◆ Material for this task
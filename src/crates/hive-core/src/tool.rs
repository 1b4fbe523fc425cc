//! Tools and named functions.
//!
//! [`ToolRegistry`] maps tool names to callables for `llm_tool_use` nodes,
//! merging local function tools with MCP-proxied ones (the runtime crate
//! registers those). [`FunctionRegistry`] resolves the named callables
//! behind `function` nodes; registries are built explicitly at startup and
//! passed through the runtime — there is no process-wide mutable state.

use crate::error::{CoreError, Result};
use async_trait::async_trait;
use futures::future::BoxFuture;
use serde::{Deserialize, Serialize};
use serde_json::Value;
use std::collections::HashMap;
use std::sync::Arc;
use tokio_util::sync::CancellationToken;

/// Description of a callable tool as advertised to the model.
#[derive(Debug, Clone, PartialEq, Serialize, Deserialize)]
pub struct ToolDescriptor {
    pub name: String,
    #[serde(default)]
    pub description: String,
    #[serde(default = "empty_schema")]
    pub input_schema: Value,
}

fn empty_schema() -> Value {
    serde_json::json!({"type": "object"})
}

impl ToolDescriptor {
    pub fn new(name: impl Into<String>, description: impl Into<String>) -> Self {
        Self {
            name: name.into(),
            description: description.into(),
            input_schema: empty_schema(),
        }
    }

    pub fn with_schema(mut self, schema: Value) -> Self {
        self.input_schema = schema;
        self
    }
}

/// A callable tool. Implementations must honor the cancellation token for
/// anything that blocks or waits.
#[async_trait]
pub trait ToolHandler: Send + Sync {
    fn descriptor(&self) -> ToolDescriptor;

    async fn call(&self, arguments: Value, cancel: &CancellationToken) -> Result<Value>;
}

type ToolFn =
    Arc<dyn Fn(Value) -> BoxFuture<'static, Result<Value>> + Send + Sync>;

/// Local tool backed by an async closure.
pub struct FunctionTool {
    descriptor: ToolDescriptor,
    handler: ToolFn,
}

impl FunctionTool {
    pub fn new<F, Fut>(descriptor: ToolDescriptor, f: F) -> Self
    where
        F: Fn(Value) -> Fut + Send + Sync + 'static,
        Fut: std::future::Future<Output = Result<Value>> + Send + 'static,
    {
        Self {
            descriptor,
            handler: Arc::new(move |args| Box::pin(f(args))),
        }
    }
}

#[async_trait]
impl ToolHandler for FunctionTool {
    fn descriptor(&self) -> ToolDescriptor {
        self.descriptor.clone()
    }

    async fn call(&self, arguments: Value, cancel: &CancellationToken) -> Result<Value> {
        let fut = (self.handler)(arguments);
        tokio::select! {
            _ = cancel.cancelled() => Err(CoreError::Cancelled),
            result = fut => result,
        }
    }
}

/// Name → tool mapping consulted by `llm_tool_use` nodes.
#[derive(Default)]
pub struct ToolRegistry {
    tools: HashMap<String, Arc<dyn ToolHandler>>,
}

impl ToolRegistry {
    pub fn new() -> Self {
        Self::default()
    }

    pub fn register(&mut self, tool: Arc<dyn ToolHandler>) {
        self.tools.insert(tool.descriptor().name, tool);
    }

    pub fn register_function<F, Fut>(&mut self, descriptor: ToolDescriptor, f: F)
    where
        F: Fn(Value) -> Fut + Send + Sync + 'static,
        Fut: std::future::Future<Output = Result<Value>> + Send + 'static,
    {
        self.register(Arc::new(FunctionTool::new(descriptor, f)));
    }

    pub fn get(&self, name: &str) -> Option<Arc<dyn ToolHandler>> {
        self.tools.get(name).cloned()
    }

    pub fn contains(&self, name: &str) -> bool {
        self.tools.contains_key(name)
    }

    pub fn len(&self) -> usize {
        self.tools.len()
    }

    pub fn is_empty(&self) -> bool {
        self.tools.is_empty()
    }

    /// Descriptors for the named subset (a node's `tools` filter); names
    /// with no registered tool are skipped. An empty filter means the full
    /// catalog.
    pub fn descriptors(&self, filter: &[String]) -> Vec<ToolDescriptor> {
        let mut descriptors: Vec<ToolDescriptor> = if filter.is_empty() {
            self.tools.values().map(|t| t.descriptor()).collect()
        } else {
            filter
                .iter()
                .filter_map(|name| self.tools.get(name).map(|t| t.descriptor()))
                .collect()
        };
        descriptors.sort_by(|a, b| a.name.cmp(&b.name));
        descriptors
    }
}

type NodeFn = Arc<dyn Fn(Value) -> BoxFuture<'static, Result<Value>> + Send + Sync>;

/// Named callables behind `function` nodes.
#[derive(Default, Clone)]
pub struct FunctionRegistry {
    functions: HashMap<String, NodeFn>,
}

impl FunctionRegistry {
    pub fn new() -> Self {
        Self::default()
    }

    /// Register a cooperative-async function.
    pub fn register<F, Fut>(&mut self, name: impl Into<String>, f: F)
    where
        F: Fn(Value) -> Fut + Send + Sync + 'static,
        Fut: std::future::Future<Output = Result<Value>> + Send + 'static,
    {
        self.functions
            .insert(name.into(), Arc::new(move |args| Box::pin(f(args))));
    }

    /// Register a synchronous function, offloaded to the blocking pool so
    /// the executor never blocks the scheduler.
    pub fn register_blocking<F>(&mut self, name: impl Into<String>, f: F)
    where
        F: Fn(Value) -> Result<Value> + Send + Sync + 'static,
    {
        let f = Arc::new(f);
        self.functions.insert(
            name.into(),
            Arc::new(move |args| {
                let f = f.clone();
                Box::pin(async move {
                    tokio::task::spawn_blocking(move || f(args))
                        .await
                        .map_err(|e| CoreError::State(format!("blocking function panicked: {e}")))?
                })
            }),
        );
    }

    pub fn get(&self, name: &str) -> Option<NodeFn> {
        self.functions.get(name).cloned()
    }

    pub fn contains(&self, name: &str) -> bool {
        self.functions.contains_key(name)
    }

    pub fn names(&self) -> Vec<&str> {
        let mut names: Vec<&str> = self.functions.keys().map(String::as_str).collect();
        names.sort_unstable();
        names
    }
}

#[cfg(test)]
mod tests {
    use super::*;
    use serde_json::json;

    #[tokio::test]
    async fn test_function_tool_call() {
        let tool = FunctionTool::new(ToolDescriptor::new("echo", "echo args"), |args| async move {
            Ok(json!({"echo": args}))
        });
        let cancel = CancellationToken::new();
        let result = tool.call(json!({"x": 1}), &cancel).await.unwrap();
        assert_eq!(result, json!({"echo": {"x": 1}}));
    }

    #[tokio::test]
    async fn test_function_tool_honors_cancel() {
        let tool = FunctionTool::new(ToolDescriptor::new("sleepy", ""), |_| async {
            tokio::time::sleep(std::time::Duration::from_secs(60)).await;
            Ok(json!(null))
        });
        let cancel = CancellationToken::new();
        cancel.cancel();
        let err = tool.call(json!({}), &cancel).await.unwrap_err();
        assert!(matches!(err, CoreError::Cancelled));
    }

    #[test]
    fn test_registry_filtering() {
        let mut registry = ToolRegistry::new();
        registry.register_function(ToolDescriptor::new("a", ""), |_| async { Ok(json!(1)) });
        registry.register_function(ToolDescriptor::new("b", ""), |_| async { Ok(json!(2)) });

        assert_eq!(registry.descriptors(&[]).len(), 2);
        let subset = registry.descriptors(&["b".to_string(), "missing".to_string()]);
        assert_eq!(subset.len(), 1);
        assert_eq!(subset[0].name, "b");
    }

    #[tokio::test]
    async fn test_blocking_function_offloads() {
        let mut registry = FunctionRegistry::new();
        registry.register_blocking("double", |args| {
            let x = args["x"].as_i64().unwrap_or(0);
            Ok(json!({"x": x * 2}))
        });

        let f = registry.get("double").unwrap();
        let out = f(json!({"x": 21})).await.unwrap();
        assert_eq!(out, json!({"x": 42}));
        assert!(registry.contains("double"));
        assert!(!registry.contains("triple"));
    }
}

◆ Exercise description
Repeat, word for word, the lines from the opening of the material through the line containing "the named callables".

◆ Problem solution
filename src/crates/hive-core/src/tool.rs
repository 1b4fbe523fc425cc
//! Tools and named functions.
//!
//! [`ToolRegistry`] maps tool names to callables for `llm_tool_use` nodes,
//! merging local function tools with MCP-proxied ones (the runtime crate
//! registers those). [`FunctionRegistry`] resolves the named callables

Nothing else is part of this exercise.